Rialzo dei tassi: la Fed aspetterà il 2016?

Cresce la speculazione per la decisione della Federal Reserve in merito al rialzo dei tassi di interesse. I mercati asiatici, ma non solo, stanno spingendo per uno slittamento del rialzo dei tassi da parte della Fed.
Ma gli Stati Uniti sono pronti davvero a rialzare i tassi?

Cerchiamo di analizzare i possibili effetti positivi e gli aspetti che invece preoccupano di più la Fed e che potrebbero far slittare la decisione di rialzare i tassi al 2016.

Rialzo dei tassi nel 2016? Lo stato dell’economia USA

I dati sui prezzi al consumo ad Agosto (i nuovi relativi a Settembre usciranno oggi) e i prezzi della produzione resi noti ieri, hanno mostrato una domanda interna ancora piuttosto debole e che potrebbe far allontanare il raggiungimento del target dell’inflazione al 2% cercato dalla Fed.

E’ vero che i dati sull’occupazione e i salari sono stati confortanti, nonostante l’ultima proiezione della richiesta dei sussidi di disoccupazione sia stata anch’essa deludente. Un rialzo dei tassi troppo affrettato, potrebbe causare una contrazione dell’economia, generando un possibile blocco del mercato immobiliare (per il possibile abbassamento delle richieste di mutui), un abbassamento dei consumi, generato da un impatto negativo sul costo del lavoro e quindi dell’abbassamento dei salari, che rischierebbe di portare il Paese in deflazione. Converrebbe quindi per lo meno aspettare di raggiungere il target dell’inflazione del 2% prima di poter effettuare una mossa che potrebbe rivelarsi un boomerang.
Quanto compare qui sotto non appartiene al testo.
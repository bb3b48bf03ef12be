#[cfg(any(test, feature = "test-util"))]
pub mod memory;
pub mod postgres;
pub mod redis;
pub mod store;

#[cfg(any(test, feature = "test-util"))]
pub use memory::MemoryStore;
pub use postgres::{create_pool, run_migrations, PgStore};
pub use self::redis::{create_redis_client, Cache, CacheKey, CacheWriterHandle};
pub use store::Store;
use axum::{
    extract::rejection::{JsonRejection, PathRejection, QueryRejection},
    http::StatusCode,
    response::{IntoResponse, Response},
    Json,
};
use serde_json::json;

/// Application-level errors
#[derive(thiserror::Error, Debug)]
pub enum AppError {
    #[error("Database error: {0}")]
    Database(#[from] sqlx::Error),

    #[error("Cache error: {0}")]
    Cache(#[from] redis::RedisError),

    #[error("HTTP client error: {0}")]
    HttpClient(#[from] reqwest::Error),

    #[error("Not found: {0}")]
    NotFound(String),

    #[error("Invalid input: {0}")]
    InvalidInput(String),

    #[error("Unauthorized: {0}")]
    Unauthorized(String),

    #[error("Forbidden: {0}")]
    Forbidden(String),

    #[error("Conflict: {0}")]
    Conflict(String),

    #[error("External API error: {0}")]
    ExternalApi(String),

    #[error("Internal server error: {0}")]
    Internal(String),
}

impl AppError {
    pub fn status(&self) -> StatusCode {
        match self {
            AppError::NotFound(_) => StatusCode::NOT_FOUND,
            AppError::InvalidInput(_) => StatusCode::BAD_REQUEST,
            AppError::Unauthorized(_) => StatusCode::UNAUTHORIZED,
            AppError::Forbidden(_) => StatusCode::FORBIDDEN,
            AppError::Conflict(_) => StatusCode::CONFLICT,
            AppError::Database(_) | AppError::Cache(_) | AppError::Internal(_) => {
                StatusCode::INTERNAL_SERVER_ERROR
            }
            AppError::ExternalApi(_) | AppError::HttpClient(_) => StatusCode::BAD_GATEWAY,
        }
    }
}

impl IntoResponse for AppError {
    fn into_response(self) -> Response {
        let status = self.status();
        let message = match self {
            AppError::NotFound(msg)
            | AppError::InvalidInput(msg)
            | AppError::Unauthorized(msg)
            | AppError::Forbidden(msg)
            | AppError::Conflict(msg)
            | AppError::ExternalApi(msg) => msg,
            AppError::Database(ref e) => {
                tracing::error!(error = %e, "Database error");
                "Server error".to_string()
            }
            other => {
                tracing::error!(error = %other, "Request failed");
                other.to_string()
            }
        };

        let body = Json(json!({
            "error": message
        }));

        (status, body).into_response()
    }
}

impl From<JsonRejection> for AppError {
    fn from(rejection: JsonRejection) -> Self {
        AppError::InvalidInput(rejection.body_text())
    }
}

impl From<PathRejection> for AppError {
    fn from(rejection: PathRejection) -> Self {
        AppError::InvalidInput(rejection.body_text())
    }
}

impl From<QueryRejection> for AppError {
    fn from(rejection: QueryRejection) -> Self {
        AppError::InvalidInput(rejection.body_text())
    }
}

pub type AppResult<T> = Result<T, AppError>;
Rialzo dei tassi Fed: il problema Cina

Inoltre, aldilà dei dati macroeconomici interni, la Fe} deve fare i conti con il rallentamento dei mercati emergenti e in particolare per quel che riguarda la Cina. Infatti, il debito sovrano cinese e di buona parte delle aziende cinesi è in dollari, quindi un eventuale aumento dei tassi di interesse da parte degli Stati Uniti potrebbe creare un problema di non poco conto, aumentando di fatto il debito della Cina.

La Cina sta mostrando segni di rallentamento dell’economia e la PBoC, la banca centrale cinese, è dovuta scendere in campo più volte per cercare di frenare la rovinosa caduta del mercato di questi mesi, svalutando più volte lo Yuan e usando misure simili al Quantitative Easing messo in campo da Draghi.

Il Giappone anche è in difficoltà, l’Abenomics ossia la politica monetaria messa in atto dal primo ministro nipponico Shinzo Abe non sta dando ancora i risultati sperati.

Rialzo dei tassi nel 2016? Gli effetti in Europa

Chi potrebbe trarre vantaggio da un rialzo dei tassi da parte della Fed potrebbero essere il mercato europeo e il petrolio. L’Europa è da molto tempo interessata alle mosse della Fed, poiché l’euro forte ha causato non pochi grattacapi alle aziende europee gravate dalla forza dell’euro che ha ridotto i margini di profitto sulle esportazioni vista la scarsa convenienza da parte dei consumatori esteri a pagare di più per i prodotti europei. Questo ha spinto il presidente della Bce Mario Draghi a scegliere la carta Quantitative Easing, nonostante le pressioni contro questa decisione della Germania.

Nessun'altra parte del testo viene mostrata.